*Data to use*

#[cfg(test)]
mod tests {
    use super::*;

    fn utf16_bytes(s: &str) -> Vec<u8> {
        s.encode_utf16().flat_map(|u| u.to_le_bytes()).collect()
    }

    /// Builds a buffer the way other tools lay it out: print name first,
    /// no terminators.
    fn foreign_symlink(substitute: &str, print: &str, flags: u32) -> Vec<u8> {
        let sub = utf16_bytes(substitute);
        let prn = utf16_bytes(print);
        let data_length = SYMLINK_FIELDS_SIZE + sub.len() + prn.len();
        let mut raw = Vec::new();
        raw.extend_from_slice(&IO_REPARSE_TAG_SYMLINK.to_le_bytes());
        raw.extend_from_slice(&(data_length as u16).to_le_bytes());
        raw.extend_from_slice(&0u16.to_le_bytes());
        raw.extend_from_slice(&(prn.len() as u16).to_le_bytes());
        raw.extend_from_slice(&(sub.len() as u16).to_le_bytes());
        raw.extend_from_slice(&0u16.to_le_bytes());
        raw.extend_from_slice(&(prn.len() as u16).to_le_bytes());
        raw.extend_from_slice(&flags.to_le_bytes());
        raw.extend_from_slice(&prn);
        raw.extend_from_slice(&sub);
        raw
    }

    #[test]
    fn mount_point_round_trip() {
        let request = encode(r"C:\data\target", true).unwrap();
        let data = decode(request.payload()).unwrap();
        assert_eq!(
            data,
            ReparseData::MountPoint {
                substitute_name: r"\??\C:\data\target".to_string(),
                print_name: String::new(),
            }
        );
        assert_eq!(data.target(), r"C:\data\target");
    }

    #[test]
    fn mount_point_exact_sizes() {
        // +12 is preserved as-is; this test pins it.
        let target = r"D:\x";
        let request = encode(target, true).unwrap();
        let name_bytes = (NON_INTERPRETED_PREFIX.len() + target.len()) * 2;
        assert_eq!(request.data_length() as usize, name_bytes + 12);
        assert_eq!(request.payload().len(), 8 + name_bytes + 12);
        assert_eq!(request.capacity(), MAXIMUM_REPARSE_DATA_BUFFER_SIZE);

        let raw = request.payload();
        assert_eq!(read_u32(raw, 0), IO_REPARSE_TAG_MOUNT_POINT);
        assert_eq!(read_u16(raw, 6), 0);
        assert_eq!(read_u16(raw, 8), 0);
        assert_eq!(read_u16(raw, 10) as usize, name_bytes);
        assert_eq!(read_u16(raw, 12) as usize, name_bytes + 2);
        assert_eq!(read_u16(raw, 14), 0);
        // terminator after the substitute name
        assert_eq!(read_u16(raw, 16 + name_bytes), 0);
    }

    #[test]
    fn decode_tolerates_oversized_buffers() {
        let request = encode(r"E:\", true).unwrap();
        let mut raw = request.payload().to_vec();
        raw.resize(4096, 0xEE);
        let data = decode(&raw).unwrap();
        assert_eq!(data.substitute_name(), r"\??\E:\");
    }

    #[test]
    fn decodes_symlinks_written_by_other_tools() {
        let raw = foreign_symlink(r"\??\C:\Windows", r"C:\Windows", 0);
        let data = decode(&raw).unwrap();
        assert_eq!(data.substitute_name(), r"\??\C:\Windows");
        assert_eq!(data.print_name(), r"C:\Windows");
        assert!(!data.is_relative());
        assert_eq!(data.target(), r"C:\Windows");

        let raw = foreign_symlink(r"..\lib", r"..\lib", SYMLINK_FLAG_RELATIVE);
        let data = decode(&raw).unwrap();
        assert!(data.is_relative());
        assert_eq!(data.target(), r"..\lib");
    }

    #[test]
    fn relative_symlink_encode_sets_flag() {
        let request = encode(r"..\shared", false).unwrap();
        let data = decode(request.payload()).unwrap();
        assert_eq!(
            data,
            ReparseData::SymbolicLink {
                substitute_name: r"..\shared".to_string(),
                print_name: String::new(),
                flags: SYMLINK_FLAG_RELATIVE,
            }
        );
        assert_eq!(request.data_length() as usize, r"..\shared".len() * 2 + 12 + 4);
    }

    #[test]
    fn unc_symlink_target_uses_nt_unc_form() {
        let request = encode(r"\\server\share\dir", false).unwrap();
        let data = decode(request.payload()).unwrap();
        assert_eq!(data.substitute_name(), r"\??\UNC\server\share\dir");
        assert_eq!(data.target(), r"\\server\share\dir");
        assert!(!data.is_relative());
    }

    #[test]
    fn unknown_tag_is_rejected() {
        let mut raw = encode(r"C:\a", true).unwrap().payload().to_vec();
        raw[0..4].copy_from_slice(&0x8000_0017u32.to_le_bytes());
        assert!(matches!(
            decode(&raw),
            Err(DeviceError::UnrecognizedTag(0x8000_0017))
        ));
    }

    #[test]
    fn truncated_names_are_malformed() {
        let mut raw = encode(r"C:\abc", true).unwrap().payload().to_vec();
        // claim a substitute name longer than the data
        raw[10..12].copy_from_slice(&0x0400u16.to_le_bytes());
        assert!(matches!(decode(&raw), Err(DeviceError::Malformed { .. })));
        assert!(matches!(decode(&raw[..4]), Err(DeviceError::Malformed { .. })));
    }

    #[test]
    fn odd_name_length_is_malformed() {
        let mut raw = encode(r"C:\abc", true).unwrap().payload().to_vec();
        let substitute_length = u16::from_le_bytes([raw[10], raw[11]]);
        raw[10..12].copy_from_slice(&(substitute_length - 1).to_le_bytes());
        assert!(matches!(
            decode(&raw),
            Err(DeviceError::Malformed { what: "substitute name", .. })
        ));
    }

    #[test]
    fn over_long_target_is_refused() {
        let target = format!(r"C:\{}", "a".repeat(MAXIMUM_REPARSE_DATA_BUFFER_SIZE / 2));
        assert!(matches!(
            encode(&target, true),
            Err(DeviceError::TargetTooLong { .. })
        ));
    }

    #[test]
    fn delete_request_sends_header_only() {
        let request = build_delete_request();
        assert_eq!(request.payload().len(), REPARSE_HEADER_SIZE);
        assert_eq!(request.capacity(), MAXIMUM_REPARSE_DATA_BUFFER_SIZE);
        assert_eq!(request.tag(), IO_REPARSE_TAG_MOUNT_POINT);
        assert_eq!(request.data_length(), 0);

        let request = build_delete_request_for(IO_REPARSE_TAG_SYMLINK);
        assert_eq!(request.tag(), IO_REPARSE_TAG_SYMLINK);
    }

    #[test]
    fn absolute_targets() {
        assert!(is_absolute_target(r"C:\x"));
        assert!(is_absolute_target(r"\\srv\s"));
        assert!(is_absolute_target(r"\??\C:\x"));
        assert!(!is_absolute_target(r"C:x"));
        assert!(!is_absolute_target(r"x\y"));
    }
}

*Assigned task*
Transcribe all of the records exactly.

*Task result*
#[cfg(test)]
mod tests {
    use super::*;

    fn utf16_bytes(s: &str) -> Vec<u8> {
        s.encode_utf16().flat_map(|u| u.to_le_bytes()).collect()
    }

    /// Builds a buffer the way other tools lay it out: print name first,
    /// no terminators.
    fn foreign_symlink(substitute: &str, print: &str, flags: u32) -> Vec<u8> {
        let sub = utf16_bytes(substitute);
        let prn = utf16_bytes(print);
        let data_length = SYMLINK_FIELDS_SIZE + sub.len() + prn.len();
        let mut raw = Vec::new();
        raw.extend_from_slice(&IO_REPARSE_TAG_SYMLINK.to_le_bytes());
        raw.extend_from_slice(&(data_length as u16).to_le_bytes());
        raw.extend_from_slice(&0u16.to_le_bytes());
        raw.extend_from_slice(&(prn.len() as u16).to_le_bytes());
        raw.extend_from_slice(&(sub.len() as u16).to_le_bytes());
        raw.extend_from_slice(&0u16.to_le_bytes());
        raw.extend_from_slice(&(prn.len() as u16).to_le_bytes());
        raw.extend_from_slice(&flags.to_le_bytes());
        raw.extend_from_slice(&prn);
        raw.extend_from_slice(&sub);
        raw
    }

    #[test]
    fn mount_point_round_trip() {
        let request = encode(r"C:\data\target", true).unwrap();
        let data = decode(request.payload()).unwrap();
        assert_eq!(
            data,
            ReparseData::MountPoint {
                substitute_name: r"\??\C:\data\target".to_string(),
                print_name: String::new(),
            }
        );
        assert_eq!(data.target(), r"C:\data\target");
    }

    #[test]
    fn mount_point_exact_sizes() {
        // +12 is preserved as-is; this test pins it.
        let target = r"D:\x";
        let request = encode(target, true).unwrap();
        let name_bytes = (NON_INTERPRETED_PREFIX.len() + target.len()) * 2;
        assert_eq!(request.data_length() as usize, name_bytes + 12);
        assert_eq!(request.payload().len(), 8 + name_bytes + 12);
        assert_eq!(request.capacity(), MAXIMUM_REPARSE_DATA_BUFFER_SIZE);

        let raw = request.payload();
        assert_eq!(read_u32(raw, 0), IO_REPARSE_TAG_MOUNT_POINT);
        assert_eq!(read_u16(raw, 6), 0);
        assert_eq!(read_u16(raw, 8), 0);
        assert_eq!(read_u16(raw, 10) as usize, name_bytes);
        assert_eq!(read_u16(raw, 12) as usize, name_bytes + 2);
        assert_eq!(read_u16(raw, 14), 0);
        // terminator after the substitute name
        assert_eq!(read_u16(raw, 16 + name_bytes), 0);
    }

    #[test]
    fn decode_tolerates_oversized_buffers() {
        let request = encode(r"E:\", true).unwrap();
        let mut raw = request.payload().to_vec();
        raw.resize(4096, 0xEE);
        let data = decode(&raw).unwrap();
        assert_eq!(data.substitute_name(), r"\??\E:\");
    }

    #[test]
    fn decodes_symlinks_written_by_other_tools() {
        let raw = foreign_symlink(r"\??\C:\Windows", r"C:\Windows", 0);
        let data = decode(&raw).unwrap();
        assert_eq!(data.substitute_name(), r"\??\C:\Windows");
        assert_eq!(data.print_name(), r"C:\Windows");
        assert!(!data.is_relative());
        assert_eq!(data.target(), r"C:\Windows");

        let raw = foreign_symlink(r"..\lib", r"..\lib", SYMLINK_FLAG_RELATIVE);
        let data = decode(&raw).unwrap();
        assert!(data.is_relative());
        assert_eq!(data.target(), r"..\lib");
    }

    #[test]
    fn relative_symlink_encode_sets_flag() {
        let request = encode(r"..\shared", false).unwrap();
        let data = decode(request.payload()).unwrap();
        assert_eq!(
            data,
            ReparseData::SymbolicLink {
                substitute_name: r"..\shared".to_string(),
                print_name: String::new(),
                flags: SYMLINK_FLAG_RELATIVE,
            }
        );
        assert_eq!(request.data_length() as usize, r"..\shared".len() * 2 + 12 + 4);
    }

    #[test]
    fn unc_symlink_target_uses_nt_unc_form() {
        let request = encode(r"\\server\share\dir", false).unwrap();
        let data = decode(request.payload()).unwrap();
        assert_eq!(data.substitute_name(), r"\??\UNC\server\share\dir");
        assert_eq!(data.target(), r"\\server\share\dir");
        assert!(!data.is_relative());
    }

    #[test]
    fn unknown_tag_is_rejected() {
        let mut raw = encode(r"C:\a", true).unwrap().payload().to_vec();
        raw[0..4].copy_from_slice(&0x8000_0017u32.to_le_bytes());
        assert!(matches!(
            decode(&raw),
            Err(DeviceError::UnrecognizedTag(0x8000_0017))
        ));
    }

    #[test]
    fn truncated_names_are_malformed() {
        let mut raw = encode(r"C:\abc", true).unwrap().payload().to_vec();
        // claim a substitute name longer than the data
        raw[10..12].copy_from_slice(&0x0400u16.to_le_bytes());
        assert!(matches!(decode(&raw), Err(DeviceError::Malformed { .. })));
        assert!(matches!(decode(&raw[..4]), Err(DeviceError::Malformed { .. })));
    }

    #[test]
    fn odd_name_length_is_malformed() {
        let mut raw = encode(r"C:\abc", true).unwrap().payload().to_vec();
        let substitute_length = u16::from_le_bytes([raw[10], raw[11]]);
        raw[10..12].copy_from_slice(&(substitute_length - 1).to_le_bytes());
        assert!(matches!(
            decode(&raw),
            Err(DeviceError::Malformed { what: "substitute name", .. })
        ));
    }

    #[test]
    fn over_long_target_is_refused() {
        let target = format!(r"C:\{}", "a".repeat(MAXIMUM_REPARSE_DATA_BUFFER_SIZE / 2));
        assert!(matches!(
            encode(&target, true),
            Err(DeviceError::TargetTooLong { .. })
        ));
    }

    #[test]
    fn delete_request_sends_header_only() {
        let request = build_delete_request();
        assert_eq!(request.payload().len(), REPARSE_HEADER_SIZE);
        assert_eq!(request.capacity(), MAXIMUM_REPARSE_DATA_BUFFER_SIZE);
        assert_eq!(request.tag(), IO_REPARSE_TAG_MOUNT_POINT);
        assert_eq!(request.data_length(), 0);

        let request = build_delete_request_for(IO_REPARSE_TAG_SYMLINK);
        assert_eq!(request.tag(), IO_REPARSE_TAG_SYMLINK);
    }

    #[test]
    fn absolute_targets() {
        assert!(is_absolute_target(r"C:\x"));
        assert!(is_absolute_target(r"\\srv\s"));
        assert!(is_absolute_target(r"\??\C:\x"));
        assert!(!is_absolute_target(r"C:x"));
        assert!(!is_absolute_target(r"x\y"));
    }
}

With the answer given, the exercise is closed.